//! OSC 11 (Operating System Command) background color exchange.
//!
//! This module provides:
//! - The query bytes sent to the terminal
//! - [`ReplyParser`], an incremental matcher for the terminal's reply
//! - The timed query/reply exchange itself
//!
//! A reply looks like `ESC ] 11 ; rgb:RRRR/GGGG/BBBB` followed by a
//! terminator, usually BEL (`0x07`) or ST (`ESC \`). Each channel has 1 to 4
//! hex digits.

use std::time::Duration;

use tokio::time::timeout;
use tracing::trace;

use crate::color::{HexComponent, Rgb};
use crate::error::ProbeError;
use crate::terminal::{RawModeGuard, Terminal};

/// `ESC ] 11 ; ? ESC \`: ask the terminal for its background color.
pub const OSC11_QUERY: &[u8] = b"\x1b]11;?\x1b\\";

const REPLY_PREFIX: &[u8] = b"\x1b]11;rgb:";
const ESC: u8 = 0x1b;
const CHUNK_SIZE: usize = 64;

#[derive(Debug, Clone, Copy, PartialEq, Eq)]
enum State {
    /// Number of `REPLY_PREFIX` bytes matched so far.
    Prefix(usize),
    /// Reading the channel at this index.
    Component(usize),
    Matched,
}

/// Outcome of feeding one chunk to a [`ReplyParser`].
#[derive(Debug, Clone, Copy, PartialEq)]
pub enum Progress<'a> {
    /// No complete reply yet, keep reading.
    Awaiting,
    /// A reply was recognized in this chunk.
    Matched {
        /// Red, green and blue channels as written by the terminal.
        components: [HexComponent; 3],
        /// Bytes of the chunk after the blue channel, terminator included.
        rest: &'a [u8],
    },
    /// A reply was already returned; input is ignored.
    Finished,
}

/// Incremental matcher for the OSC 11 reply.
///
/// Bytes are examined once each, as they arrive, so a reply split over several
/// reads costs the same as one delivered whole. Bytes preceding the reply
/// (other escape sequences, keys typed meanwhile) are skipped.
///
/// The terminator is not checked: the blue channel ends at its fourth digit or
/// at the first byte that is not a hex digit, whatever that byte is.
#[derive(Debug, Clone)]
pub struct ReplyParser {
    state: State,
    components: [HexComponent; 3],
}

impl Default for ReplyParser {
    fn default() -> Self {
        Self::new()
    }
}

impl ReplyParser {
    /// A parser waiting for the start of a reply.
    #[must_use]
    pub fn new() -> Self {
        Self {
            state: State::Prefix(0),
            components: [HexComponent::EMPTY; 3],
        }
    }

    /// Whether a reply has been recognized.
    #[must_use]
    pub fn is_matched(&self) -> bool {
        self.state == State::Matched
    }

    /// Consume the next chunk of terminal input.
    pub fn feed<'a>(&mut self, chunk: &'a [u8]) -> Progress<'a> {
        if self.is_matched() {
            return Progress::Finished;
        }
        for (i, &byte) in chunk.iter().enumerate() {
            if let Some(consumed) = self.step(byte) {
                self.state = State::Matched;
                let end = if consumed { i + 1 } else { i };
                return Progress::Matched {
                    components: self.components,
                    rest: &chunk[end..],
                };
            }
        }
        Progress::Awaiting
    }

    /// Advance by one byte. Returns `Some(consumed)` once the blue channel is
    /// complete, `consumed` telling whether `byte` belongs to it.
    fn step(&mut self, byte: u8) -> Option<bool> {
        match self.state {
            State::Prefix(n) => {
                if byte == REPLY_PREFIX[n] {
                    if n + 1 == REPLY_PREFIX.len() {
                        self.components = [HexComponent::EMPTY; 3];
                        self.state = State::Component(0);
                    } else {
                        self.state = State::Prefix(n + 1);
                    }
                } else {
                    self.restart(byte);
                }
                None
            }
            State::Component(index) => {
                let current = &mut self.components[index];
                if let Some(nibble) = hex_value(byte) {
                    if !current.push_nibble(nibble) {
                        self.restart(byte);
                    } else if index == 2 && current.digits() == HexComponent::MAX_DIGITS {
                        return Some(true);
                    }
                    None
                } else if current.digits() == 0 {
                    self.restart(byte);
                    None
                } else if index == 2 {
                    Some(false)
                } else if byte == b'/' {
                    self.state = State::Component(index + 1);
                    None
                } else {
                    self.restart(byte);
                    None
                }
            }
            State::Matched => None,
        }
    }

    /// Drop the partial match. An ESC may itself open the next reply.
    fn restart(&mut self, byte: u8) {
        self.state = State::Prefix(usize::from(byte == ESC));
    }
}

fn hex_value(byte: u8) -> Option<u8> {
    match byte {
        b'0'..=b'9' => Some(byte - b'0'),
        b'a'..=b'f' => Some(byte - b'a' + 10),
        b'A'..=b'F' => Some(byte - b'A' + 10),
        _ => None,
    }
}

/// Read terminal input until a reply is recognized.
///
/// Input is read in chunks of up to 64 bytes and fed to a [`ReplyParser`].
/// Anything after the reply in the same chunk is discarded.
///
/// # Arguments
///
/// - `terminal` - Terminal to read from, normally already in raw mode
///
/// # Returns
///
/// - `Ok([r, g, b])` with the channels exactly as the terminal wrote them
/// - `Err` if reading fails or input ends first
///
/// # Errors
///
/// Returns [`ProbeError::Read`] if reading fails and [`ProbeError::Closed`] on
/// end of input.
pub async fn read_reply<T: Terminal>(terminal: &mut T) -> Result<[HexComponent; 3], ProbeError> {
    let mut parser = ReplyParser::new();
    let mut chunk = [0u8; CHUNK_SIZE];
    loop {
        let n = terminal
            .read_chunk(&mut chunk)
            .await
            .map_err(ProbeError::Read)?;
        if n == 0 {
            return Err(ProbeError::Closed);
        }
        trace!(chunk = ?String::from_utf8_lossy(&chunk[..n]), "terminal input");

        if let Progress::Matched { components, rest } = parser.feed(&chunk[..n]) {
            if !rest.is_empty() {
                trace!(rest = ?String::from_utf8_lossy(rest), "left after reply");
            }
            return Ok(components);
        }
    }
}

/// Query the terminal for its background color using the OSC 11 escape sequence.
///
/// The process:
/// 1. Bail out if the streams are not an interactive terminal
/// 2. Enable raw mode unless it is already on
/// 3. Start the `budget` timer, send the query and read until a reply matches
/// 4. Restore the previous input mode
///
/// Whichever of reply, timer or I/O failure comes first settles the call; the
/// other side is dropped unobserved. Raw mode is restored on every path.
///
/// # Arguments
///
/// - `terminal` - Terminal to query
/// - `budget` - Time allowed for writing the query and receiving the reply
///
/// # Returns
///
/// - `Ok(Rgb)` with the background color normalized to the 0-255 scale
/// - `Err` if the terminal is not interactive, misbehaves, or stays silent
///
/// # Errors
///
/// Returns [`ProbeError::NonInteractive`] without touching the terminal when it
/// is not interactive, [`ProbeError::Timeout`] when no reply matched within
/// `budget`, and the I/O variants when the terminal misbehaves.
pub async fn query_background<T: Terminal>(
    terminal: &mut T,
    budget: Duration,
) -> Result<Rgb, ProbeError> {
    if !terminal.is_interactive() {
        return Err(ProbeError::NonInteractive);
    }

    let mut session = RawModeGuard::acquire(terminal).map_err(ProbeError::RawMode)?;
    let exchange = async {
        session
            .write_query(OSC11_QUERY)
            .await
            .map_err(ProbeError::Write)?;
        read_reply(&mut *session).await
    };
    let components = timeout(budget, exchange)
        .await
        .map_err(|_| ProbeError::Timeout(budget))??;

    Ok(Rgb::from_components(components))
}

**Task brief:** Go through the listing, find each line with the word "Progress", and copy it.

**Response:**
pub enum Progress<'a> {
    pub fn feed<'a>(&mut self, chunk: &'a [u8]) -> Progress<'a> {
            return Progress::Finished;
                return Progress::Matched {
        Progress::Awaiting
        if let Progress::Matched { components, rest } = parser.feed(&chunk[..n]) {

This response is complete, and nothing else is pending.